— Problem statement —
Which lines of the records contain "expected"? Collect every one of them.

— Data provided —
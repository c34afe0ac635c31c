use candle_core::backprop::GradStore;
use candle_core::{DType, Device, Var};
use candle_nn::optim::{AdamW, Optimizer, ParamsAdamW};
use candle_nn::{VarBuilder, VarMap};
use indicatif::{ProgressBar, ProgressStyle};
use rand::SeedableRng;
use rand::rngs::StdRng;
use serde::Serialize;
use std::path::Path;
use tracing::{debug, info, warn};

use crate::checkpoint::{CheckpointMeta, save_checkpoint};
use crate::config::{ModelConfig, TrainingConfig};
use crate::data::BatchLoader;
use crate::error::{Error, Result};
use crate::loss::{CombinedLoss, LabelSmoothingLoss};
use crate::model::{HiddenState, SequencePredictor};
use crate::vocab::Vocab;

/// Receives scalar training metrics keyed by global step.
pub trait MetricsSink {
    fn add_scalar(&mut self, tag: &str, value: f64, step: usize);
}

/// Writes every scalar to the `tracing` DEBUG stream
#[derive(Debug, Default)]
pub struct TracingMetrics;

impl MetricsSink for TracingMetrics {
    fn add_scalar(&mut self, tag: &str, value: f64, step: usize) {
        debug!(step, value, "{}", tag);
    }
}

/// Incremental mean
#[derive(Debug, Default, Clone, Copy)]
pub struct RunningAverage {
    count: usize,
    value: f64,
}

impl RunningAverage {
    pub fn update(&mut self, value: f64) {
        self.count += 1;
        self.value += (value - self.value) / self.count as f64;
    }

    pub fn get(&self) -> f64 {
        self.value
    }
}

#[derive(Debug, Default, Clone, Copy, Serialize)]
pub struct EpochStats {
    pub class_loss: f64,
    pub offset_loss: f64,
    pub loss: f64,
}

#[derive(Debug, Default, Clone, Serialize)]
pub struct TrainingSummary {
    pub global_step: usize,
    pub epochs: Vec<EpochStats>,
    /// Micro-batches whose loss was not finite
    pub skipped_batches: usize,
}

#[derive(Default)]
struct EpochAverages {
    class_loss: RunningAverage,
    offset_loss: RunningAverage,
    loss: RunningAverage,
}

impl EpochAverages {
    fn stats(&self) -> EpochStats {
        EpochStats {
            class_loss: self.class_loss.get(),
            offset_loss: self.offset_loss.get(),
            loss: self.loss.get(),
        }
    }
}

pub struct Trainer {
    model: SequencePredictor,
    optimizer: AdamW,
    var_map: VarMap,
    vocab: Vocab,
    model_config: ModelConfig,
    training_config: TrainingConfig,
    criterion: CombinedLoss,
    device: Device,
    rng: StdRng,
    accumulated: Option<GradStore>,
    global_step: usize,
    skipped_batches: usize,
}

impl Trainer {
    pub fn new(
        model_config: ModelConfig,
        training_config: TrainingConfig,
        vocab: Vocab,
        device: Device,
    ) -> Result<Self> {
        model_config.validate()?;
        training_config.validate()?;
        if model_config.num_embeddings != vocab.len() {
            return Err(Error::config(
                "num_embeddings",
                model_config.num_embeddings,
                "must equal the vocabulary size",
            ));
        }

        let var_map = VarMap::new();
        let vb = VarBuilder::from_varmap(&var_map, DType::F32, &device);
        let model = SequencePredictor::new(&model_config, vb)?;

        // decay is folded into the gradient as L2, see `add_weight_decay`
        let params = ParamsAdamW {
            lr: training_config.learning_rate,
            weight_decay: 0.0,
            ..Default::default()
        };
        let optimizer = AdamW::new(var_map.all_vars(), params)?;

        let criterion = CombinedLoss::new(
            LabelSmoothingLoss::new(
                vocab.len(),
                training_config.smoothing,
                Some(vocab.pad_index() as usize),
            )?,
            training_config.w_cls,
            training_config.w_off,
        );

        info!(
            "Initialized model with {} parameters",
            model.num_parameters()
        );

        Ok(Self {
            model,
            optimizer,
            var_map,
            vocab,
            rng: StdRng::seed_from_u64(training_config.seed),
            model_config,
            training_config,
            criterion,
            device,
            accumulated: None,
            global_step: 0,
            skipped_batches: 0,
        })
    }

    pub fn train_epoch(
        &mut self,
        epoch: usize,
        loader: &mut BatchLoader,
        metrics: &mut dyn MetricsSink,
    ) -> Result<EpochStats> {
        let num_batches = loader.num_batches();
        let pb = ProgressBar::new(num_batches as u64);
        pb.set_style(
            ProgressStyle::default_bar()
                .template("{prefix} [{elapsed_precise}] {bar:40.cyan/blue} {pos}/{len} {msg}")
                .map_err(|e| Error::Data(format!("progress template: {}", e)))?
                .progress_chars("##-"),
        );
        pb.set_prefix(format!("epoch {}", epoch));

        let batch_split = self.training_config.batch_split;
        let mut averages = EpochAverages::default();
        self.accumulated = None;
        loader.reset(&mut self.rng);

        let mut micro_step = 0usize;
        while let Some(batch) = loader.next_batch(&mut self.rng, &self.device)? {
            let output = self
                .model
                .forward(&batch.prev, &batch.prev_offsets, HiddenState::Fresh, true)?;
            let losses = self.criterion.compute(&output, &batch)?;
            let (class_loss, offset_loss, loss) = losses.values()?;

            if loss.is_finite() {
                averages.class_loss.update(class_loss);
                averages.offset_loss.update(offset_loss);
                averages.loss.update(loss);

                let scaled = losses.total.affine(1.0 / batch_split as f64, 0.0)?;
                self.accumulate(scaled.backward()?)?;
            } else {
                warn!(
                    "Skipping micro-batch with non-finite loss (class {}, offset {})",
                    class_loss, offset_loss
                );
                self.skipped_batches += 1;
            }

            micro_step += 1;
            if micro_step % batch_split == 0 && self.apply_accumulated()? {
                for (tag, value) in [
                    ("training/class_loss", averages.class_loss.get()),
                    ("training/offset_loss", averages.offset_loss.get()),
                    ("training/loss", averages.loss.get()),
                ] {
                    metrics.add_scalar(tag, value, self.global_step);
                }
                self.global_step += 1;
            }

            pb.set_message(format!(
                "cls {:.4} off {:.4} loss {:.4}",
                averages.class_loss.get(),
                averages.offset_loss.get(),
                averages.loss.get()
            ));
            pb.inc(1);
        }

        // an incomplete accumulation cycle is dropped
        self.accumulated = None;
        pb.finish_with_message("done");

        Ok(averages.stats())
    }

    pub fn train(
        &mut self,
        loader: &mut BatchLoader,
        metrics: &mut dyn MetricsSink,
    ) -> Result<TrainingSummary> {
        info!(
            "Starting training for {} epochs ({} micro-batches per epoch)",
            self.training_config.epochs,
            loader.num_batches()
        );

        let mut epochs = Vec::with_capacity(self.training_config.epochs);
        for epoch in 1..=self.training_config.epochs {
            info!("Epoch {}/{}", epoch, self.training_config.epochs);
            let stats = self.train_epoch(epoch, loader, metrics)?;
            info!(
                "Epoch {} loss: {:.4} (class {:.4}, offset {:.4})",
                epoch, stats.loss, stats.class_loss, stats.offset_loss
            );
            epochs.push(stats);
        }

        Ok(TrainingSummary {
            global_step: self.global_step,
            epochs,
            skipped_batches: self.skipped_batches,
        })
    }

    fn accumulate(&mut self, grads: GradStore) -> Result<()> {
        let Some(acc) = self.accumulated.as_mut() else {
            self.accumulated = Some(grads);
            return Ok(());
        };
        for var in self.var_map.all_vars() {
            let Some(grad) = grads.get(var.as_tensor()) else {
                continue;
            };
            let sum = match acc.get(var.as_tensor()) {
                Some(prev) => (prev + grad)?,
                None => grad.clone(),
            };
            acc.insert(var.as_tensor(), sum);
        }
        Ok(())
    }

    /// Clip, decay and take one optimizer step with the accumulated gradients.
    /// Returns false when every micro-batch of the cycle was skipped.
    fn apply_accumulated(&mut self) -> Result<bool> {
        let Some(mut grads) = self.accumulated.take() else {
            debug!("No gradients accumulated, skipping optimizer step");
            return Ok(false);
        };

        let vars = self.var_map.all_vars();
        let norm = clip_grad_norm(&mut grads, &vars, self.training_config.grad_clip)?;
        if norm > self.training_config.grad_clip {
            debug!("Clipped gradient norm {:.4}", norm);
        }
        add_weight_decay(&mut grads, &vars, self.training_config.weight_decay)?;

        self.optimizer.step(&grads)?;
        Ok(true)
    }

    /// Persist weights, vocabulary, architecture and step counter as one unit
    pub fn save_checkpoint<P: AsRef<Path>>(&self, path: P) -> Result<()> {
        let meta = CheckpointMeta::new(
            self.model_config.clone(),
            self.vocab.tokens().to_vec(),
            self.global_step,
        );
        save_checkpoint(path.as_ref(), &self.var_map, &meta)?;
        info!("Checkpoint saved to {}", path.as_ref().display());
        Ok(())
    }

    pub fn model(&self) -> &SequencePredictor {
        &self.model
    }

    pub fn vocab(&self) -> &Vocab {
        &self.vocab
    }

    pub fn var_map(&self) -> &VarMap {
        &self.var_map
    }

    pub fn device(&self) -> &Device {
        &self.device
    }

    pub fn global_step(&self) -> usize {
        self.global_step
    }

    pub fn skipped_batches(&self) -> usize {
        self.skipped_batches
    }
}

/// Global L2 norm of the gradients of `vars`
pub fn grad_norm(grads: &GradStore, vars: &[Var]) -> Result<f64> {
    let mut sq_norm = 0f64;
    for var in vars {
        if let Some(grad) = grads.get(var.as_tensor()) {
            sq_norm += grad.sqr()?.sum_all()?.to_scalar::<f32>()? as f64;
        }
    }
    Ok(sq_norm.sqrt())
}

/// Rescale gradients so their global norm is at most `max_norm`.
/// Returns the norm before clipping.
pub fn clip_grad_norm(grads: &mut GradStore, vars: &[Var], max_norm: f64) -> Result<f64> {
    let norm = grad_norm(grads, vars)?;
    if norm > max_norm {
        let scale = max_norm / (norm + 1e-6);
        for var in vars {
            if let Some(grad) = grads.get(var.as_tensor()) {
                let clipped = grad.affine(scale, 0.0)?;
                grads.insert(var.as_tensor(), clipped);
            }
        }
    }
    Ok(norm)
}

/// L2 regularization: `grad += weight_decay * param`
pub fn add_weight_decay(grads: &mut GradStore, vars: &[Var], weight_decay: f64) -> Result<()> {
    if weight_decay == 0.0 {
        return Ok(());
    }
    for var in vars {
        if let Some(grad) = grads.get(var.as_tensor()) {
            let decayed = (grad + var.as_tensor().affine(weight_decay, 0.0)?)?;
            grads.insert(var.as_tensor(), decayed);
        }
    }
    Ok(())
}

...

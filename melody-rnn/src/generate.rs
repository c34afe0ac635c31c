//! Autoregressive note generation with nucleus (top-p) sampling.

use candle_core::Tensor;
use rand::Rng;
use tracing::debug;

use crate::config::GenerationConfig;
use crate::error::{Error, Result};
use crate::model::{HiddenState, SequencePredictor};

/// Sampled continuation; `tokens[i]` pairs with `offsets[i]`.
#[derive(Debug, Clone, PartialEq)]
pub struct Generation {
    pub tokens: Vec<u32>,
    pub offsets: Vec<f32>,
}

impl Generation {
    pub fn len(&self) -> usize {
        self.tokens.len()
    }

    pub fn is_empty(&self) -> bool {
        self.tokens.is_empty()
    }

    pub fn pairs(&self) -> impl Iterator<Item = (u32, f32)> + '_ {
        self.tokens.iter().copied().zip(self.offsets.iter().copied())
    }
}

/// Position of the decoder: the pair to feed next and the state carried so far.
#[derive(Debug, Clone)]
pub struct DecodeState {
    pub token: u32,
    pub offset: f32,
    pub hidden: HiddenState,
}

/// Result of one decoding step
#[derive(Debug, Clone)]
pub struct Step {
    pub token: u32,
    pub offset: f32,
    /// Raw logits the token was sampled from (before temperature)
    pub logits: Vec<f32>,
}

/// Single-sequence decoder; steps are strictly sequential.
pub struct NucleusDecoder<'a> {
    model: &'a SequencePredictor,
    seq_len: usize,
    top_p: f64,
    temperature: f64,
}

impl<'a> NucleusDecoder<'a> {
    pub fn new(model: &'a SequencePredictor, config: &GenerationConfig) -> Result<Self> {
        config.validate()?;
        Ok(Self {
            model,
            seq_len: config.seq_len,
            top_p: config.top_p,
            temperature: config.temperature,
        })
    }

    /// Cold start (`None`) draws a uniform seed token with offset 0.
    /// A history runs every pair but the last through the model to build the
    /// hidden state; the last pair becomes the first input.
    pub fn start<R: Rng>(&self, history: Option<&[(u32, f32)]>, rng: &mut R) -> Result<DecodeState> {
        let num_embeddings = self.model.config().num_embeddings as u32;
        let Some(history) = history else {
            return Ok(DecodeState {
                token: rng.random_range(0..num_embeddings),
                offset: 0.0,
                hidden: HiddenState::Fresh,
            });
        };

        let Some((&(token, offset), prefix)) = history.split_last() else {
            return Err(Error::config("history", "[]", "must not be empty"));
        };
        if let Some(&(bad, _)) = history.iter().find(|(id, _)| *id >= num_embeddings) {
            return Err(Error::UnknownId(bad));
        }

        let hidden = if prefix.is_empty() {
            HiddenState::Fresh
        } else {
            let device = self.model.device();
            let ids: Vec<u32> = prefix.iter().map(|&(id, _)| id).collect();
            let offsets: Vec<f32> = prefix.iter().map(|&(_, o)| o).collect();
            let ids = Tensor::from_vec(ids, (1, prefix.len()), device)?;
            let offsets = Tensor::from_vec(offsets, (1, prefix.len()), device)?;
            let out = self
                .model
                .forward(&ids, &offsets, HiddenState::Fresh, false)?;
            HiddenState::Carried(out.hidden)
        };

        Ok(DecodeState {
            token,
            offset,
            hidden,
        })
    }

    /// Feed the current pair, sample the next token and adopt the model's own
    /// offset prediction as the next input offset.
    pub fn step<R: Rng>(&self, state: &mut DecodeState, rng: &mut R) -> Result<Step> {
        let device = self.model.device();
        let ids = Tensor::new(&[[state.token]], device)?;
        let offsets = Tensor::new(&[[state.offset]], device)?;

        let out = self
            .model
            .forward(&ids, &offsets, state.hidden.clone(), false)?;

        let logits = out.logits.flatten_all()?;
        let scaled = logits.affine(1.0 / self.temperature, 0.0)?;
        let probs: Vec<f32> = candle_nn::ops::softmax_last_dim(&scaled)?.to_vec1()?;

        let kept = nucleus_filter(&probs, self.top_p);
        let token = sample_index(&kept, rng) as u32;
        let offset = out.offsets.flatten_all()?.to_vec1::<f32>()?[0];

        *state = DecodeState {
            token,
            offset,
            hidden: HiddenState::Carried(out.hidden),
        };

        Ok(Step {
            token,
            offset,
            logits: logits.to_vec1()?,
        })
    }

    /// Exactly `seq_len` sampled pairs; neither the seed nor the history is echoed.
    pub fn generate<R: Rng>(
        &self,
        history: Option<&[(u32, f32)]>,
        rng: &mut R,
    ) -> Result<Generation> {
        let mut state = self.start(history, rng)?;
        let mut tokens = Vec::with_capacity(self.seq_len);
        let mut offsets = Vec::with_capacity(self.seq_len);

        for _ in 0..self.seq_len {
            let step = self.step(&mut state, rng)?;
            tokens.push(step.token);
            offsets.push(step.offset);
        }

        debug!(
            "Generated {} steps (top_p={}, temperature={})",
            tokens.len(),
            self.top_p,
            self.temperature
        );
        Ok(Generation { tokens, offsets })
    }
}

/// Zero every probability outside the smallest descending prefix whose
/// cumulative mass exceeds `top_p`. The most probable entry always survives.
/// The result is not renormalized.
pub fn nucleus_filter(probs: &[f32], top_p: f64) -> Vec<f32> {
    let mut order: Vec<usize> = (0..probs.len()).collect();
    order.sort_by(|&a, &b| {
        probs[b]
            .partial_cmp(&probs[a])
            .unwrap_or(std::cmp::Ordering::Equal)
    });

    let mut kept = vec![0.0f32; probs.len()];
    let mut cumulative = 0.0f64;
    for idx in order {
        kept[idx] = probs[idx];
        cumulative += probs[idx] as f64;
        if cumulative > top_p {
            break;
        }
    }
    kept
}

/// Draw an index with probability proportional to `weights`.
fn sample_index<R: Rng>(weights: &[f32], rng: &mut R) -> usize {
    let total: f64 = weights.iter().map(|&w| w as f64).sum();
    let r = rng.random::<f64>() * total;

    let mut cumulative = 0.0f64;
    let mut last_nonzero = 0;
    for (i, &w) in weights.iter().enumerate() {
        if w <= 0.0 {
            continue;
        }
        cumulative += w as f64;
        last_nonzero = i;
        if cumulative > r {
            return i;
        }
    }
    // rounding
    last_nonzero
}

...

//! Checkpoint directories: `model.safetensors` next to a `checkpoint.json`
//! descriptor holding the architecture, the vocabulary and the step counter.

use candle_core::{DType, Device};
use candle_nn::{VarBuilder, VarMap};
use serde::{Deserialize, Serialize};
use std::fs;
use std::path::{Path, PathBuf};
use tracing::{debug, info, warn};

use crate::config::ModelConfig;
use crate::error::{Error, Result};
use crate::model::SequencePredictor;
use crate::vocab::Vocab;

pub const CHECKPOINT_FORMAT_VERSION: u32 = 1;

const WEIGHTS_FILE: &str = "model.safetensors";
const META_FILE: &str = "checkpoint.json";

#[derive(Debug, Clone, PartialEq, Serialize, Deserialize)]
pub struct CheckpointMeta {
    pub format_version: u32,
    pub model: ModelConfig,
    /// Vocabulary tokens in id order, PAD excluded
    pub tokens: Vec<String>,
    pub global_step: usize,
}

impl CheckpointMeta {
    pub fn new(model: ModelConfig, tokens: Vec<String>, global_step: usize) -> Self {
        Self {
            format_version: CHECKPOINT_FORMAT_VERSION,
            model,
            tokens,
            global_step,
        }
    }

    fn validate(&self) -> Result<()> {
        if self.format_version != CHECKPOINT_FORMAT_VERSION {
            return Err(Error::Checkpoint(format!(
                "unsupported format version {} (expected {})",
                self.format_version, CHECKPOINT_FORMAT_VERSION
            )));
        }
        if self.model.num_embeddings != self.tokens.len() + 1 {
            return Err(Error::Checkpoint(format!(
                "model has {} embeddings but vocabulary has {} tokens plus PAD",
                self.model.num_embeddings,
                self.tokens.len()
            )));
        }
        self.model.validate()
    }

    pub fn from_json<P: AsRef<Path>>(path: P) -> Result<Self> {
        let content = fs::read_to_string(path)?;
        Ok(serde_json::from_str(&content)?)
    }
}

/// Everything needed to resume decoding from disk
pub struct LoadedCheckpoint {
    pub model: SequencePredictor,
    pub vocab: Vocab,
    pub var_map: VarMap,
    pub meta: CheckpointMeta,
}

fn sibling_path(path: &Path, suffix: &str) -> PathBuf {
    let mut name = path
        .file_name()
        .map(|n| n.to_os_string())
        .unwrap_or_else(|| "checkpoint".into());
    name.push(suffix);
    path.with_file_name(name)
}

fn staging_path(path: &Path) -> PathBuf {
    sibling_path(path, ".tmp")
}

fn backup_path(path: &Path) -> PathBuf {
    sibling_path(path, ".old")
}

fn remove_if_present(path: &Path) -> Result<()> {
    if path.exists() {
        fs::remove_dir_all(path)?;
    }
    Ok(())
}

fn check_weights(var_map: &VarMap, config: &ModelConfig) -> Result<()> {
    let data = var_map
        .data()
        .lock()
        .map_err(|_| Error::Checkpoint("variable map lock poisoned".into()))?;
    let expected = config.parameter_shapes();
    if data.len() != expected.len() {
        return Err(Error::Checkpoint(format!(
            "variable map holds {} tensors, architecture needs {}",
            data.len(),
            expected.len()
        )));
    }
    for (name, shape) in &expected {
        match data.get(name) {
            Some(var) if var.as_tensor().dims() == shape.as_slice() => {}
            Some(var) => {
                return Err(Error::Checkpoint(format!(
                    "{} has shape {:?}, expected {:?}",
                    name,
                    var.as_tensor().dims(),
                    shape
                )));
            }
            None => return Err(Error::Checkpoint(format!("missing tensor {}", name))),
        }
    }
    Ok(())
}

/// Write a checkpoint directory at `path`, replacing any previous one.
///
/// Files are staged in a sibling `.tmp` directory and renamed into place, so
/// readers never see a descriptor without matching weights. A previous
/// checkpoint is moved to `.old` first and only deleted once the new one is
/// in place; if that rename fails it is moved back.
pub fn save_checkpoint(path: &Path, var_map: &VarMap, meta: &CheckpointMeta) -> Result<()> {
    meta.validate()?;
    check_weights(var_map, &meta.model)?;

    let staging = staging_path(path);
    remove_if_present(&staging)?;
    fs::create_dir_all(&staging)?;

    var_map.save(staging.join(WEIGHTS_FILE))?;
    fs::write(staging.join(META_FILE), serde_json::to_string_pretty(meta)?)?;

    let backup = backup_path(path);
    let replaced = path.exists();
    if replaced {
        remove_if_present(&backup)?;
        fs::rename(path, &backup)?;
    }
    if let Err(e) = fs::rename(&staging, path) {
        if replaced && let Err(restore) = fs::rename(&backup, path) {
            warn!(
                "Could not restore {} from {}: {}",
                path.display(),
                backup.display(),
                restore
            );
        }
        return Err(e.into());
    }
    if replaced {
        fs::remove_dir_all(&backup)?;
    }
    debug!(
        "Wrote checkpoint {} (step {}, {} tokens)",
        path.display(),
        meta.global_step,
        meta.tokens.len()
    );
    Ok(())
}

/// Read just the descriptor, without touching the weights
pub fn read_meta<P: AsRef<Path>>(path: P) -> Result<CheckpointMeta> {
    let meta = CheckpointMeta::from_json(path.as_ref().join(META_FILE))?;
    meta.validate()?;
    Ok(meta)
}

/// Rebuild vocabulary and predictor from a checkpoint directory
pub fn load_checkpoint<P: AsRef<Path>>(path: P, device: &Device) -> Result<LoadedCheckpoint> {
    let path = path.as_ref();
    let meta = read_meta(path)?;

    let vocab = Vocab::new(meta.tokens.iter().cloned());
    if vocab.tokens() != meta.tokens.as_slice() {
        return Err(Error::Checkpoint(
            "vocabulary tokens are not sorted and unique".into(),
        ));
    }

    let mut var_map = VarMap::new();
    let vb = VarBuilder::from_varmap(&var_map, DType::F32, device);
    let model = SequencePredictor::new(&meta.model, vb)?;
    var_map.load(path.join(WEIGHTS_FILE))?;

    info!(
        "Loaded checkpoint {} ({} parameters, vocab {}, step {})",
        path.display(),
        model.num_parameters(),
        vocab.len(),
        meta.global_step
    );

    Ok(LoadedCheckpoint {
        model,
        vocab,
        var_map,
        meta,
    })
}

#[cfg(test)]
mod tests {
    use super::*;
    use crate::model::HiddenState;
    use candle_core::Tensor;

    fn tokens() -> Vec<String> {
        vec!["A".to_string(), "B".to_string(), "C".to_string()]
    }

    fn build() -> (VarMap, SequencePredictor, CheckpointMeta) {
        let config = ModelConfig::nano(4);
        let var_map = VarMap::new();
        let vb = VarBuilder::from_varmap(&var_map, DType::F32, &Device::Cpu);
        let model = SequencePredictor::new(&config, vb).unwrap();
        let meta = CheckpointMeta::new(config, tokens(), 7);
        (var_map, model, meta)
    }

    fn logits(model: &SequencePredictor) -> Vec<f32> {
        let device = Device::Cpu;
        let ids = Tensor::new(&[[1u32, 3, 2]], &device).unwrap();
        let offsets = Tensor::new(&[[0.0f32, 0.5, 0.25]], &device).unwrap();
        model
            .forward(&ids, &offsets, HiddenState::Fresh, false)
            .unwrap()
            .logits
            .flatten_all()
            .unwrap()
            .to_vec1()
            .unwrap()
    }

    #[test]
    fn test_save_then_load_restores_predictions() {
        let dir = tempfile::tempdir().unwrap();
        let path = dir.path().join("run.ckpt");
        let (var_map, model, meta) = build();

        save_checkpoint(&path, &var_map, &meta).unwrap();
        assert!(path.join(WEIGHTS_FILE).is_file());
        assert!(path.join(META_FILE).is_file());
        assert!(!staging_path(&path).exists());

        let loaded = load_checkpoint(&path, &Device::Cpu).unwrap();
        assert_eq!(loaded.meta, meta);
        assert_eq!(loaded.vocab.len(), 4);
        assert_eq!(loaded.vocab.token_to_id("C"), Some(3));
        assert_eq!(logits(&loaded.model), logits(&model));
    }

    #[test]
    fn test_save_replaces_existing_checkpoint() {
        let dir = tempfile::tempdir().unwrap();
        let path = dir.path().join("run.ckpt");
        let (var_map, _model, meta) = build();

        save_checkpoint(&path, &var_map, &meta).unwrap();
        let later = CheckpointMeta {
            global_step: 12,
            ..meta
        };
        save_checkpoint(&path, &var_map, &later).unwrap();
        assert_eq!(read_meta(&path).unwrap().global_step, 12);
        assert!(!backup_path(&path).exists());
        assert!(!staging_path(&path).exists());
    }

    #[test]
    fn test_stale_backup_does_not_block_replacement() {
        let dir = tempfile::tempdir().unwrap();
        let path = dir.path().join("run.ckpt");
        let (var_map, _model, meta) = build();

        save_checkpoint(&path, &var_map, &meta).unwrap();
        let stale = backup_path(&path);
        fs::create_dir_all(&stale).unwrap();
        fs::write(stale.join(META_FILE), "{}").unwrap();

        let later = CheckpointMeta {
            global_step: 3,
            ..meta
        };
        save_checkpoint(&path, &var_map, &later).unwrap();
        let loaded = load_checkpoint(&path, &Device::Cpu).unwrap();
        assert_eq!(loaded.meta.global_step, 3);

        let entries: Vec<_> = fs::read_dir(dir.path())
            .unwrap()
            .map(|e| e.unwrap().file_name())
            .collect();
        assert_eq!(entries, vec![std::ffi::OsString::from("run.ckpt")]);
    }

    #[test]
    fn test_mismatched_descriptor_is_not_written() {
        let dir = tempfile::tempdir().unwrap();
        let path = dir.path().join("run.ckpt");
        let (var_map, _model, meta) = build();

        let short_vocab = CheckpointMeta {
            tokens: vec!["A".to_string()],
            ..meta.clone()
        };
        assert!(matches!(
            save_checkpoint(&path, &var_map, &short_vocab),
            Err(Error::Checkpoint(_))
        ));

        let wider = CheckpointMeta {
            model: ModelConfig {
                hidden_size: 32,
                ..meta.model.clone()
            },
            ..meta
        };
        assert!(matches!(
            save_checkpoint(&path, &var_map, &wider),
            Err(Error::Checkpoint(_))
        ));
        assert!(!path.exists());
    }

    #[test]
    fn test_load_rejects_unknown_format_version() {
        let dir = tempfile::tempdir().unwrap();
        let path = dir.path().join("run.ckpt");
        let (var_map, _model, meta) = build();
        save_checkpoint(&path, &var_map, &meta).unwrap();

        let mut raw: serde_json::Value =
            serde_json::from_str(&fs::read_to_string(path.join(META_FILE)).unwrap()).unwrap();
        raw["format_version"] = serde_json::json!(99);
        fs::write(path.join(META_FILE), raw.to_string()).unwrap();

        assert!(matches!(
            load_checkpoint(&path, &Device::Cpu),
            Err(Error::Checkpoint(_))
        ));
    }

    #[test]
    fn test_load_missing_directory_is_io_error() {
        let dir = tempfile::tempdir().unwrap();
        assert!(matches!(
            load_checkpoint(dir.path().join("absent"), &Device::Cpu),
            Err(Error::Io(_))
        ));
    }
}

— Response area —
                "unsupported format version {} (expected {})",
    let expected = config.parameter_shapes();
    if data.len() != expected.len() {
            expected.len()
    for (name, shape) in &expected {
                    "{} has shape {:?}, expected {:?}",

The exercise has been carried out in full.